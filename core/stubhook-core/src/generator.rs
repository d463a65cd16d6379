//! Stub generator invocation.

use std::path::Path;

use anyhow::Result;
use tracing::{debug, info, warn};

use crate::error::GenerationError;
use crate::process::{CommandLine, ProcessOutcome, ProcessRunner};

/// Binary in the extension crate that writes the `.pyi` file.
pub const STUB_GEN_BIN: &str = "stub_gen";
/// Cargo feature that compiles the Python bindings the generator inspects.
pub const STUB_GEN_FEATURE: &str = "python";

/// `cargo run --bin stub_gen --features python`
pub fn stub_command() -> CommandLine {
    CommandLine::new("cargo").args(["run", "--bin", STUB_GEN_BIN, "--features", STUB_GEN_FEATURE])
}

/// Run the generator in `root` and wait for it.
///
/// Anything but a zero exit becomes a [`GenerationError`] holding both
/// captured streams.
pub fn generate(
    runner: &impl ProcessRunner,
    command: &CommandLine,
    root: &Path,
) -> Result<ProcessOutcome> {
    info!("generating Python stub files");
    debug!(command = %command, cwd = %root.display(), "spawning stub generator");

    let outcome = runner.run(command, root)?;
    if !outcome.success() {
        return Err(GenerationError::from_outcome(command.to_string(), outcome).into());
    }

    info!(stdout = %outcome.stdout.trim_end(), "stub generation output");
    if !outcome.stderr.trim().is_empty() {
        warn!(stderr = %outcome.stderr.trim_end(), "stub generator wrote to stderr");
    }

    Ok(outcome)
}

********

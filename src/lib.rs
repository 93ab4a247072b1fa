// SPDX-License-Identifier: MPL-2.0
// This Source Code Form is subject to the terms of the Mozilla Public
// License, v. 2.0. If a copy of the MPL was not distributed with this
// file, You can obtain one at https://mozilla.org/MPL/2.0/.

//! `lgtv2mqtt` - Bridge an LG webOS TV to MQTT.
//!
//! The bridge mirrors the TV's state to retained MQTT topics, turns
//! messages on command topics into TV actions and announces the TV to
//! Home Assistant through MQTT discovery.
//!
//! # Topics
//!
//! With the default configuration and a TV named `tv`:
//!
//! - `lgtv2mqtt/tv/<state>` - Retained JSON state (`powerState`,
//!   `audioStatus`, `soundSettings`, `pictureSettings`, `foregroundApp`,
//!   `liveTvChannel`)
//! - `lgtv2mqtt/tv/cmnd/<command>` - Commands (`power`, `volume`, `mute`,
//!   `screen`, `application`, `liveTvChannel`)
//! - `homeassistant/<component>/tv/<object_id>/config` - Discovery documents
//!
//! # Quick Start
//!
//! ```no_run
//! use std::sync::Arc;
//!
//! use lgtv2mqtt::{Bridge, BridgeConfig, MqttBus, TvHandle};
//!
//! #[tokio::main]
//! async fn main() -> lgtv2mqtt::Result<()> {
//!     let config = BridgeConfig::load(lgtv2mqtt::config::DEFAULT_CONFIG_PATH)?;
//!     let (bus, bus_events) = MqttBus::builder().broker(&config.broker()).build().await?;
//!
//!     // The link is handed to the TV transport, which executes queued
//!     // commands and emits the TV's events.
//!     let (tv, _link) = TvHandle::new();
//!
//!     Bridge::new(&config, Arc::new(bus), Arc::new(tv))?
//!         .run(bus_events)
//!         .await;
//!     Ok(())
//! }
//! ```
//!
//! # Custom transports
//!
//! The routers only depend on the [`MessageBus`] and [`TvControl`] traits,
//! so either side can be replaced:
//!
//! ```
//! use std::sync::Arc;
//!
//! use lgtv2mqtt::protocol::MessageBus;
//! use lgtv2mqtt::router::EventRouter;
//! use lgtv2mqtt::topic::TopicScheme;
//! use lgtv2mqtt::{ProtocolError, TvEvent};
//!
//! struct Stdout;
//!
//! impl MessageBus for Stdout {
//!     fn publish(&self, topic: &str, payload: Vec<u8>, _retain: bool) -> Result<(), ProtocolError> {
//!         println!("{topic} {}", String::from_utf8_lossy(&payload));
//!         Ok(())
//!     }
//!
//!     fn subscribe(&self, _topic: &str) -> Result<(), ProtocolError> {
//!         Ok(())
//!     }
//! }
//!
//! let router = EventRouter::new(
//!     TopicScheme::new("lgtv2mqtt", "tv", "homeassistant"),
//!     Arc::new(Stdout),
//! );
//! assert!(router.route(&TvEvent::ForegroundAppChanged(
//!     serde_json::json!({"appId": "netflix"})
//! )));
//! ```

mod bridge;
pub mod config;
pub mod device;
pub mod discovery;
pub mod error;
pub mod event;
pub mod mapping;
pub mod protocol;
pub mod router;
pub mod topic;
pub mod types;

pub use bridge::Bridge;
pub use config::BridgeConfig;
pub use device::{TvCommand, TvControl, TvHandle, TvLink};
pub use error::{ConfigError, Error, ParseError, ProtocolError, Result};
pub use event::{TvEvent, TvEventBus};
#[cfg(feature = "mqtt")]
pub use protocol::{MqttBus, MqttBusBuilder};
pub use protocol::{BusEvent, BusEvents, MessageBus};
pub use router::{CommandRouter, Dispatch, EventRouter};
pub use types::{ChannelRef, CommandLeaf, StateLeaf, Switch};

********

Problem details: Using the data above, copy each line that contains "device".

Response:
pub mod device;
pub use device::{TvCommand, TvControl, TvHandle, TvLink};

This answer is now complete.